Call a sentence $\varphi$ in the language of arithmetic $Q$-like iff $\mathbb{N}\models\varphi$ and $\{\varphi\}$ is essentially incomplete (= no computably axiomatizable theory containing $\varphi$ is complete and consistent). The standard example is the conjunction of the finitely many axioms of Robinson's $Q$ (hence the name), but this is of course not unique – and indeed the partial order $\mathfrak{Q}$ of (equivalence classes of) $Q$-like sentences under entailment is not linear. On the positive side, $\mathfrak{Q}$ is clearly a distributive lattice.

My question is:

What exactly is $\mathfrak{Q}$, up to isomorphism?

There's an obvious candidate, based on the idea that everything that can happen does in this sort of situation: the (countable) random distributive lattice (that is, the Fraisse limit of the set of finite distributive lattices – see e.g. here). However, I'm having trouble proving this. Even showing that $\mathfrak{Q}$ has no least element isn't trivial, as far as I can see.

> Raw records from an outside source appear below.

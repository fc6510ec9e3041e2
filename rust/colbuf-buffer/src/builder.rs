//! Incremental construction of pool-backed buffers.

use colbuf_common::Result;
use colbuf_memory_pool::MemoryPoolRef;

use crate::{resizable::ResizableBuffer, Buffer, PoolBuffer};

/// An append-oriented builder over a [`PoolBuffer`], conceptually similar to a
/// `Vec<u8>` whose storage comes from a memory pool.
///
/// Growth at least doubles the capacity, so a sequence of appends is amortized
/// linear. All allocation failures are reported and leave the builder unchanged.
#[derive(Debug)]
pub struct BufferBuilder(PoolBuffer);

impl BufferBuilder {
    /// Creates a new empty builder allocating from `pool`.
    pub fn new(pool: MemoryPoolRef) -> BufferBuilder {
        BufferBuilder(PoolBuffer::new(pool))
    }

    /// Creates a builder able to hold at least `capacity` bytes without reallocating.
    pub fn with_capacity(pool: MemoryPoolRef, capacity: usize) -> Result<BufferBuilder> {
        Ok(BufferBuilder(PoolBuffer::with_capacity(pool, capacity)?))
    }

    #[inline]
    pub fn len(&self) -> usize {
        self.0.len()
    }

    #[inline]
    pub fn is_empty(&self) -> bool {
        self.0.is_empty()
    }

    #[inline]
    pub fn capacity(&self) -> usize {
        self.0.capacity()
    }

    /// Reserves capacity for at least `additional` more bytes.
    pub fn reserve(&mut self, additional: usize) -> Result<()> {
        let required = self.len().checked_add(additional).ok_or_else(|| {
            colbuf_common::Error::allocation_failure(additional, "length overflow")
        })?;
        if required <= self.capacity() {
            return Ok(());
        }
        let target = required.max(self.capacity().saturating_mul(2));
        self.0.reserve(target)
    }

    /// Appends all bytes from a slice.
    pub fn append(&mut self, data: &[u8]) -> Result<()> {
        self.reserve(data.len())?;
        let len = self.len();
        self.0.resize(len + data.len(), false)?;
        self.0.as_mut_slice()[len..].copy_from_slice(data);
        Ok(())
    }

    /// Appends `count` copies of `value`.
    pub fn append_repeated(&mut self, value: u8, count: usize) -> Result<()> {
        let len = self.len();
        self.resize(len.saturating_add(count), value)
    }

    /// Appends the raw bytes of a slice of plain values.
    #[inline]
    pub fn append_typed<T>(&mut self, values: &[T]) -> Result<()>
    where
        T: bytemuck::NoUninit,
    {
        self.append(bytemuck::cast_slice(values))
    }

    /// Resizes to `new_len`, filling any new space with `value`.
    pub fn resize(&mut self, new_len: usize, value: u8) -> Result<()> {
        let len = self.len();
        if new_len > len {
            self.reserve(new_len - len)?;
        }
        self.0.resize(new_len, false)?;
        if new_len > len && value != 0 {
            self.0.as_mut_slice()[len..].fill(value);
        }
        Ok(())
    }

    /// Truncates to `len` bytes. Has no effect if `len` is not below the
    /// current length. Capacity is retained.
    pub fn truncate(&mut self, len: usize) {
        if len < self.len() {
            // Shrinking without shrink-to-fit never allocates.
            let _ = self.0.resize(len, false);
        }
    }

    pub fn clear(&mut self) {
        self.truncate(0);
    }

    #[inline]
    pub fn as_slice(&self) -> &[u8] {
        self.0.as_slice()
    }

    #[inline]
    pub fn as_slice_mut(&mut self) -> &mut [u8] {
        self.0.as_mut_slice()
    }

    /// Consumes the builder and returns the accumulated bytes as a shared buffer.
    ///
    /// With `shrink_to_fit`, excess capacity is returned to the pool first.
    pub fn finish(mut self, shrink_to_fit: bool) -> Result<Buffer> {
        if shrink_to_fit {
            let len = self.len();
            self.0.resize(len, true)?;
        }
        Ok(self.0.into_buffer())
    }

    /// Consumes the builder and returns the underlying resizable buffer.
    pub fn into_inner(self) -> PoolBuffer {
        self.0
    }
}

impl std::ops::Deref for BufferBuilder {
    type Target = [u8];

    #[inline]
    fn deref(&self) -> &Self::Target {
        self.as_slice()
    }
}

impl std::ops::DerefMut for BufferBuilder {
    fn deref_mut(&mut self) -> &mut Self::Target {
        self.as_slice_mut()
    }
}

impl std::io::Write for BufferBuilder {
    fn write(&mut self, buf: &[u8]) -> std::io::Result<usize> {
        self.append(buf)
            .map_err(|e| std::io::Error::new(std::io::ErrorKind::OutOfMemory, e))?;
        Ok(buf.len())
    }

    fn flush(&mut self) -> std::io::Result<()> {
        Ok(())
    }
}
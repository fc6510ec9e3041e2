//! Bitmaps: buffers interpreted as packed bits, eight per byte.
//!
//! Bit `i` lives in byte `i / 8` at position `i % 8`, least significant bit
//! first.

use colbuf_common::Result;
use colbuf_memory_pool::MemoryPoolRef;

use crate::{alloc::allocate_buffer, MutableBuffer};

/// Number of bytes needed to hold `bits` bits.
#[inline]
pub fn bytes_for_bits(bits: usize) -> usize {
    bits.div_ceil(8)
}

/// Allocates a bitmap able to hold `length_in_bits` bits, all cleared.
pub fn allocate_empty_bitmap(pool: &MemoryPoolRef, length_in_bits: usize) -> Result<MutableBuffer> {
    let mut buf = allocate_buffer(pool, bytes_for_bits(length_in_bits))?;
    buf.fill(0);
    Ok(buf)
}

/// Same as [`allocate_empty_bitmap`].
#[inline]
pub fn get_empty_bitmap(pool: &MemoryPoolRef, length_in_bits: usize) -> Result<MutableBuffer> {
    allocate_empty_bitmap(pool, length_in_bits)
}

/// Returns the value of bit `i`.
///
/// # Panics
///
/// Panics if `i / 8` is out of bounds of `bits`.
#[inline]
pub fn get_bit(bits: &[u8], i: usize) -> bool {
    bits[i >> 3] & (1 << (i & 7)) != 0
}

/// Sets bit `i`.
#[inline]
pub fn set_bit(bits: &mut [u8], i: usize) {
    bits[i >> 3] |= 1 << (i & 7);
}

/// Clears bit `i`.
#[inline]
pub fn clear_bit(bits: &mut [u8], i: usize) {
    bits[i >> 3] &= !(1 << (i & 7));
}

#[inline]
pub fn set_bit_to(bits: &mut [u8], i: usize, value: bool) {
    if value {
        set_bit(bits, i)
    } else {
        clear_bit(bits, i)
    }
}

/// Number of set bits among the first `length_in_bits` bits.
pub fn count_set_bits(bits: &[u8], length_in_bits: usize) -> usize {
    let full_bytes = length_in_bits / 8;
    let mut count = bits[..full_bytes]
        .iter()
        .map(|b| b.count_ones() as usize)
        .sum::<usize>();
    let rem = length_in_bits % 8;
    if rem != 0 {
        count += (bits[full_bytes] & ((1u8 << rem) - 1)).count_ones() as usize;
    }
    count
}
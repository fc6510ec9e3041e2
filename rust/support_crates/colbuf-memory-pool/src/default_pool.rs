//! Process-wide pool singletons.

use std::sync::{Arc, OnceLock};

use crate::{LimitedMemoryPool, MemoryPoolRef, SystemMemoryPool};

/// Environment variable holding an optional byte limit for the default pool.
///
/// Read once, when the default pool is first requested.
pub const MEMORY_LIMIT_ENV: &str = "COLBUF_MEMORY_LIMIT";

/// Returns the process-wide system pool.
pub fn system_memory_pool() -> MemoryPoolRef {
    static SYSTEM: OnceLock<Arc<SystemMemoryPool>> = OnceLock::new();
    SYSTEM.get_or_init(|| Arc::new(SystemMemoryPool::new())).clone()
}

/// Returns the process-wide default pool, initializing it on first use.
///
/// The default pool is the system pool, capped by [`MEMORY_LIMIT_ENV`] when
/// that variable holds a byte count. It lives for the rest of the process.
pub fn default_memory_pool() -> MemoryPoolRef {
    static DEFAULT: OnceLock<MemoryPoolRef> = OnceLock::new();
    DEFAULT.get_or_init(init_default_pool).clone()
}

fn init_default_pool() -> MemoryPoolRef {
    let system = system_memory_pool();
    match configured_limit(std::env::var(MEMORY_LIMIT_ENV).ok().as_deref()) {
        Some(limit) => {
            log::debug!("default memory pool: system allocator limited to {limit} bytes");
            Arc::new(LimitedMemoryPool::new(system, limit))
        }
        None => {
            log::debug!("default memory pool: system allocator");
            system
        }
    }
}

fn configured_limit(value: Option<&str>) -> Option<usize> {
    let value = value?.trim();
    if value.is_empty() {
        return None;
    }
    match value.parse::<usize>() {
        Ok(limit) => Some(limit),
        Err(e) => {
            log::warn!("ignoring {MEMORY_LIMIT_ENV}={value:?}: {e}");
            None
        }
    }
}
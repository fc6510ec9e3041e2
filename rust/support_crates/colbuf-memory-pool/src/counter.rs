use std::sync::atomic::{AtomicU64, Ordering};

/// A thread-safe counter that enables multiple consumers to withdraw (if possible)
/// and deposit specific amounts, ensuring that the counter value remains
/// non-negative.
pub struct Counter(AtomicU64);

impl Counter {
    pub fn new(amount: u64) -> Counter {
        Counter(AtomicU64::new(amount))
    }

    /// Attempts to withdraw the specified `amount` from the counter.
    ///
    /// If the current value is greater than or equal to `amount`, it is subtracted
    /// and `true` is returned. Otherwise the counter remains unchanged and `false`
    /// is returned.
    pub fn withdraw(&self, amount: u64) -> bool {
        let mut current = self.0.load(Ordering::Relaxed);
        while current >= amount {
            match self.0.compare_exchange_weak(
                current,
                current - amount,
                Ordering::AcqRel,
                Ordering::Relaxed,
            ) {
                Ok(_) => return true,
                Err(updated) => current = updated,
            }
        }
        false
    }

    /// Deposits the specified `amount` back into the counter.
    pub fn deposit(&self, amount: u64) {
        self.0.fetch_add(amount, Ordering::AcqRel);
    }

    /// Returns the current value of the counter.
    ///
    /// The returned value may be outdated in a concurrent environment.
    pub fn value(&self) -> u64 {
        self.0.load(Ordering::Relaxed)
    }
}

impl std::fmt::Debug for Counter {
    fn fmt(&self, f: &mut std::fmt::Formatter<'_>) -> std::fmt::Result {
        f.debug_tuple("Counter").field(&self.value()).finish()
    }
}

/// Tracks outstanding bytes and the high-water mark of a pool.
#[derive(Debug, Default)]
pub struct UsageStats {
    allocated: AtomicU64,
    peak: AtomicU64,
}

impl UsageStats {
    pub fn new() -> UsageStats {
        UsageStats::default()
    }

    pub fn did_allocate(&self, size: usize) {
        let now = self.allocated.fetch_add(size as u64, Ordering::AcqRel) + size as u64;
        self.peak.fetch_max(now, Ordering::AcqRel);
    }

    pub fn did_free(&self, size: usize) {
        self.allocated.fetch_sub(size as u64, Ordering::AcqRel);
    }

    pub fn did_reallocate(&self, old_size: usize, new_size: usize) {
        if new_size >= old_size {
            self.did_allocate(new_size - old_size);
        } else {
            self.did_free(old_size - new_size);
        }
    }

    pub fn allocated(&self) -> usize {
        self.allocated.load(Ordering::Relaxed) as usize
    }

    pub fn peak(&self) -> usize {
        self.peak.load(Ordering::Relaxed) as usize
    }
}

#[cfg(test)]
mod tests {
    use std::sync::Arc;

    use super::*;

    #[test]
    fn test_counter_withdraw_deposit() {
        let c = Counter::new(100);
        assert!(c.withdraw(60));
        assert!(!c.withdraw(41));
        assert_eq!(c.value(), 40);
        c.deposit(60);
        assert_eq!(c.value(), 100);
        assert!(c.withdraw(100));
        assert_eq!(c.value(), 0);
        assert!(c.withdraw(0));
    }

    #[test]
    fn test_counter_concurrent_withdraw() {
        let c = Arc::new(Counter::new(1000));
        let threads = (0..8)
            .map(|_| {
                let c = c.clone();
                std::thread::spawn(move || (0..200).filter(|_| c.withdraw(1)).count())
            })
            .collect::<Vec<_>>();
        let total: usize = threads.into_iter().map(|t| t.join().unwrap()).sum();
        assert_eq!(total, 1000);
        assert_eq!(c.value(), 0);
    }

    #[test]
    fn test_usage_stats() {
        let stats = UsageStats::new();
        stats.did_allocate(128);
        stats.did_allocate(64);
        assert_eq!(stats.allocated(), 192);
        stats.did_reallocate(128, 64);
        assert_eq!(stats.allocated(), 128);
        stats.did_free(128);
        assert_eq!(stats.allocated(), 0);
        assert_eq!(stats.peak(), 192);
    }
}
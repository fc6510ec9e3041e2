use thiserror::Error;

#[derive(Debug, Error)]
#[error(transparent)]
pub struct Error(Box<ErrorKind>);

impl Error {
    pub fn kind(&self) -> &ErrorKind {
        self.0.as_ref()
    }

    pub fn into_kind(self) -> ErrorKind {
        *self.0
    }

    pub fn invalid_arg(name: impl Into<String>, message: impl Into<String>) -> Error {
        Error(
            ErrorKind::InvalidArgument {
                name: name.into(),
                message: message.into(),
            }
            .into(),
        )
    }

    pub fn invalid_operation(name: impl Into<String>) -> Error {
        Error(ErrorKind::InvalidOperation { name: name.into() }.into())
    }

    pub fn allocation_failure(requested: usize, message: impl Into<String>) -> Error {
        Error(
            ErrorKind::AllocationFailure {
                requested,
                message: message.into(),
            }
            .into(),
        )
    }

    /// Returns `true` if the error was raised because a memory pool could not
    /// satisfy a request.
    pub fn is_allocation_failure(&self) -> bool {
        matches!(self.kind(), ErrorKind::AllocationFailure { .. })
    }

    pub fn is_invalid_argument(&self) -> bool {
        matches!(self.kind(), ErrorKind::InvalidArgument { .. })
    }

    pub fn is_invalid_operation(&self) -> bool {
        matches!(self.kind(), ErrorKind::InvalidOperation { .. })
    }
}

#[derive(Debug, Error)]
pub enum ErrorKind {
    #[error("invalid argument {name}: {message}")]
    InvalidArgument { name: String, message: String },

    #[error("invalid operation {name}")]
    InvalidOperation { name: String },

    #[error("failed to allocate {requested} bytes: {message}")]
    AllocationFailure { requested: usize, message: String },
}

impl From<ErrorKind> for Error {
    fn from(kind: ErrorKind) -> Self {
        Error(kind.into())
    }
}

impl From<std::convert::Infallible> for Error {
    fn from(_: std::convert::Infallible) -> Self {
        Error::invalid_operation("conversion")
    }
}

(As a quick remark, note that essentially undecidable theories need not come from elements of $\mathfrak{Q}$: Robinson's $R$ is essentially undecidable but each of its finitely axiomatizable subtheories has a computable completion, since each such theory is satisfied in (an appropriate analogue of) $\mathbb{N}_{\le k}\cup\mathbb{R}_{>k}$ for some integer $k$ which is decidable since it's interpretable in a decidable structure. So this is a bit more finicky than understanding the simpler class of essentially undecidable theories.)

Best Answer

Fedor Pakhomov showed at MO that $\mathfrak{Q}$ is in fact the countable random distributive lattice.

(I've made this CW to avoid reputation gain, and will delete this answer if Fedor posts an answer of his own here.)